Exam Preparation Tips

How to deal with Factorial!! Major mark contributions in Exams !!



The number of sequences that can exist with a set of items, derived by multiplying the number of items by the next lowest number until 1 is reached. In mathematics, product of all whole numbers up to the number considered. The special case zero factorial is defined to have value 0!=1, consistent with the combinatorial interpretation of there being exactly one way to arrange zero objects. The notation n factorial (n!) was introduced by Christian Kramp in 1808.


An arrangement is called a Permutation. It is the rearrangement of objects or symbols into distinguishable sequences. When we set things in order, we say we have made an arrangement. When we change the order, we say we have changed the arrangement. So each of the arrangement that can be made by taking some or all of a number of things is known as Permutation. 

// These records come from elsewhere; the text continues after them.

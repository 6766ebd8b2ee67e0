//! Host platform identification and RID resolution.

use crate::error::{HarnessError, Result};
use crate::paths::dotnet_cli_dir;
use crate::process::{CommandSpec, ProcessRunner};
use regex::Regex;
use serde::{Deserialize, Serialize};
use std::collections::BTreeMap;
use std::path::Path;
use std::sync::OnceLock;
use tracing::{debug, info};

/// RID OS token used on every Windows host.
pub const WINDOWS_RID_OS: &str = "win7";

/// Broad host family; decides script names and command shapes.
#[derive(Debug, Clone, Copy, PartialEq, Eq, Serialize, Deserialize)]
#[serde(rename_all = "lowercase")]
pub enum HostFamily {
    Windows,
    Unix,
}

impl HostFamily {
    /// Family of the machine this binary was built for.
    pub fn current() -> Self {
        if cfg!(windows) {
            HostFamily::Windows
        } else {
            HostFamily::Unix
        }
    }

    pub fn is_windows(&self) -> bool {
        matches!(self, HostFamily::Windows)
    }
}

/// Operating system as named in runtime product directories.
#[derive(Debug, Clone, Copy, PartialEq, Eq, Hash, Serialize, Deserialize)]
pub enum HostOs {
    Windows,
    Linux,
    OSX,
    FreeBSD,
    OpenBSD,
    NetBSD,
    SunOS,
}

impl HostOs {
    /// Name used in `bin/Product/<OS>.<arch>.<build type>`.
    pub fn product_name(&self) -> &'static str {
        match self {
            HostOs::Windows => "Windows_NT",
            HostOs::Linux => "Linux",
            HostOs::OSX => "OSX",
            HostOs::FreeBSD => "FreeBSD",
            HostOs::OpenBSD => "OpenBSD",
            HostOs::NetBSD => "NetBSD",
            HostOs::SunOS => "SunOS",
        }
    }

    pub fn family(&self) -> HostFamily {
        match self {
            HostOs::Windows => HostFamily::Windows,
            _ => HostFamily::Unix,
        }
    }
}

/// `uname -s` sysname to [`HostOs`].
pub fn default_os_names() -> BTreeMap<String, HostOs> {
    [
        ("Linux", HostOs::Linux),
        ("Darwin", HostOs::OSX),
        ("FreeBSD", HostOs::FreeBSD),
        ("OpenBSD", HostOs::OpenBSD),
        ("NetBSD", HostOs::NetBSD),
        ("SunOS", HostOs::SunOS),
    ]
    .into_iter()
    .map(|(name, os)| (name.to_string(), os))
    .collect()
}

/// Host OS plus the RID OS token handed to the downstream build.
#[derive(Debug, Clone, PartialEq, Eq, Serialize, Deserialize)]
pub struct PlatformDescriptor {
    pub host: HostOs,
    pub rid_os: String,
}

impl PlatformDescriptor {
    /// Resolve the RID OS token for an already detected `host`.
    ///
    /// `env` is applied to the `dotnet --info` query; the pipeline passes the
    /// checkout's scoped `HOME` so the CLI never runs without one.
    pub async fn resolve(
        runner: &dyn ProcessRunner,
        host: HostOs,
        source_root: &Path,
        env: &[(String, String)],
    ) -> Result<Self> {
        let rid_os = resolve_rid_os(runner, host, source_root, env).await?;
        info!(host = host.product_name(), rid_os = %rid_os, "Resolved platform");
        Ok(Self { host, rid_os })
    }
}

/// Map the host to a [`HostOs`] through `os_names`.
pub async fn detect_host_os(
    runner: &dyn ProcessRunner,
    family: HostFamily,
    os_names: &BTreeMap<String, HostOs>,
) -> Result<HostOs> {
    if family.is_windows() {
        return Ok(HostOs::Windows);
    }

    let output = runner.output(&CommandSpec::new("uname").arg("-s")).await?;
    if !output.success() {
        return Err(HarnessError::CommandFailed {
            stage: "uname".to_string(),
            code: output.exit_code,
        });
    }

    let sysname = output.stdout.trim();
    debug!(sysname, "Host sysname");
    os_names
        .get(sysname)
        .copied()
        .ok_or_else(|| HarnessError::UnsupportedHost(sysname.to_string()))
}

/// RID OS token for `host`.
///
/// Fixed on Windows; elsewhere read from `dotnet --info` of the helper tool
/// directory under `source_root`.
pub async fn resolve_rid_os(
    runner: &dyn ProcessRunner,
    host: HostOs,
    source_root: &Path,
    env: &[(String, String)],
) -> Result<String> {
    if host.family().is_windows() {
        return Ok(WINDOWS_RID_OS.to_string());
    }

    let dotnet = dotnet_cli_dir(source_root).join("dotnet");
    let cmd = CommandSpec::new(dotnet.to_string_lossy())
        .arg("--info")
        .envs(env.iter().cloned());
    let output = runner.output(&cmd).await?;
    if !output.success() {
        return Err(HarnessError::CommandFailed {
            stage: "dotnet --info".to_string(),
            code: output.exit_code,
        });
    }

    parse_rid_os(&output.stdout)
}

fn rid_pattern() -> &'static Regex {
    static RID: OnceLock<Regex> = OnceLock::new();
    RID.get_or_init(|| {
        Regex::new(r"(?m)^\s*RID:\s+([^-]*)-(\S*)\s*$").expect("RID pattern is valid")
    })
}

/// Extract the OS segment of the `RID: <os>-<arch>` line.
pub fn parse_rid_os(info: &str) -> Result<String> {
    rid_pattern()
        .captures(info)
        .and_then(|caps| caps.get(1))
        .map(|m| m.as_str().to_string())
        .ok_or_else(|| {
            let first = info.lines().next().unwrap_or_default();
            HarnessError::RidNotFound(format!("no 'RID:' line (output began with '{first}')"))
        })
}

A Combination is a selection of some or all of a number of different objects. It is an un-ordered collection of unique sizes.In a permutation the order of occurence of the objects or the arrangement is important but in combination the order of occurence of the objects is not important.  


  • Factorial=n! = 1*2*3*...*n.
  • Permutation = nPr = n! / (n-r)! 
  • Combination = nCr = nPr / r! =n!/(n-r)! r!


n,r are non negative integers and r

r is the size of each permutation.

n is the size of the set from which elements are permuted.

! is the factorial operator.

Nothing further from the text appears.